WORK REQUEST
Print the lines of the data, starting with the first, up to and including the line where "categorized registry listing" appears.

::::::

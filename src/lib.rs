//! **dorkscript** - Version control for search strategies
//!
//! A `.dork` file is a list of search queries with a few directives
//! (`@engine`, `@var`, `@include`). The parser resolves it into ordered
//! query records; the URL builder turns each record into a search URL.

/// Command-line interface with clap integration
pub mod cli;

/// Shell completion generation
pub mod completion;

/// Core pipeline - directive parsing, engine registry, URL building
pub mod core {
    /// Static engine id → base URL registry
    pub mod engines;
    pub use engines::{Category, DEFAULT_ENGINE, Engine};

    /// Variable table and `$NAME` substitution
    pub mod vars;
    pub use vars::Variables;

    /// `.dork` directive parser (comments, @engine, @var, @include)
    pub mod parser;
    pub use parser::{DorkParser, ParseError, QueryRecord, Warning, parse_file};

    /// Per-engine query encoding and URL assembly
    pub mod url;
    pub use url::{Encoding, build_url};

    /// Platform browser launching
    pub mod browser;

    /// `run` command: print, export, or open resolved queries
    pub mod run;
    pub use run::run as run_run;

    /// `check` command: parse and report warnings
    pub mod check;
    pub use check::run as check_run;

    /// `engines` command: categorized registry listing
    pub mod listing;
    pub use listing::run as listing_run;
}

/// Infrastructure - configuration, output files, terminal helpers
pub mod infra {
    /// Configuration management with TOML support
    pub mod config;
    pub use self::config::{Config, init as config_init, load_config, load_config_or_default};

    /// URL list serialization
    pub mod io;
    pub use io::write_url_list;

    /// Utility functions and helpers for common operations
    pub mod utils;
}

// Strategic re-exports for clean CLI interface
pub use crate::cli::{AppContext, Cli, Commands};
pub use crate::infra::{Config, load_config};

// Core types for external consumers
pub use crate::core::{DorkParser, QueryRecord, Variables, build_url, parse_file};
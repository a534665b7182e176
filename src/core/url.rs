//! Query → URL construction.
//!
//! Encoding default: percent-encode every byte except ASCII alphanumerics
//! and `-._~/`. A space becomes `%20`, never `+`.

use base64::Engine as _;
use base64::engine::general_purpose::STANDARD;
use percent_encoding::{AsciiSet, NON_ALPHANUMERIC, utf8_percent_encode};

use crate::core::engines;

/// Characters left alone by the default query encoding
const QUERY: &AsciiSet = &NON_ALPHANUMERIC
    .remove(b'-')
    .remove(b'.')
    .remove(b'_')
    .remove(b'~')
    .remove(b'/');

/// Path-segment encoding: like QUERY but `/` is escaped too
const SEGMENT: &AsciiSet = &QUERY.add(b'/');

/// How an engine wants its query appended to the base URL
#[derive(Debug, Clone, Copy, PartialEq, Eq)]
pub enum Encoding {
    /// Percent-encoded query component
    Default,
    /// Appended verbatim (base expects a raw URL)
    Raw,
    /// Standard base64 with padding over the UTF-8 bytes
    Base64,
    /// Percent-encoded with no safe characters
    PathSegment,
}

/// Engines whose encoding differs from the default
const ENCODING_RULES: &[(&str, Encoding)] = &[
    ("archive", Encoding::Raw),
    ("fofa", Encoding::Base64),
    ("hunter", Encoding::PathSegment),
];

pub fn encoding_for(engine: &str) -> Encoding {
    ENCODING_RULES
        .iter()
        .find(|(id, _)| *id == engine)
        .map(|(_, enc)| *enc)
        .unwrap_or(Encoding::Default)
}

impl Encoding {
    pub fn apply(self, query: &str) -> String {
        match self {
            Encoding::Default => utf8_percent_encode(query, QUERY).to_string(),
            Encoding::Raw => query.to_string(),
            Encoding::Base64 => STANDARD.encode(query.as_bytes()),
            Encoding::PathSegment => utf8_percent_encode(query, SEGMENT).to_string(),
        }
    }
}

/// Build the destination URL for `query` on `engine`.
/// Unknown engines use the default engine's base with default encoding.
pub fn build_url(query: &str, engine: &str) -> String {
    let base = engines::base_url(engine);
    let encoded = encoding_for(engine).apply(query);

    let mut url = String::with_capacity(base.len() + encoded.len());
    url.push_str(base);
    url.push_str(&encoded);
    url
}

::::::

ANSWER TO THIS TASK
filename src/lib.rs
//! **dorkscript** - Version control for search strategies
//!
//! A `.dork` file is a list of search queries with a few directives
//! (`@engine`, `@var`, `@include`). The parser resolves it into ordered
//! query records; the URL builder turns each record into a search URL.

/// Command-line interface with clap integration
pub mod cli;

/// Shell completion generation
pub mod completion;

/// Core pipeline - directive parsing, engine registry, URL building
pub mod core {
    /// Static engine id → base URL registry
    pub mod engines;
    pub use engines::{Category, DEFAULT_ENGINE, Engine};

    /// Variable table and `$NAME` substitution
    pub mod vars;
    pub use vars::Variables;

    /// `.dork` directive parser (comments, @engine, @var, @include)
    pub mod parser;
    pub use parser::{DorkParser, ParseError, QueryRecord, Warning, parse_file};

    /// Per-engine query encoding and URL assembly
    pub mod url;
    pub use url::{Encoding, build_url};

    /// Platform browser launching
    pub mod browser;

    /// `run` command: print, export, or open resolved queries
    pub mod run;
    pub use run::run as run_run;

    /// `check` command: parse and report warnings
    pub mod check;
    pub use check::run as check_run;

    /// `engines` command: categorized registry listing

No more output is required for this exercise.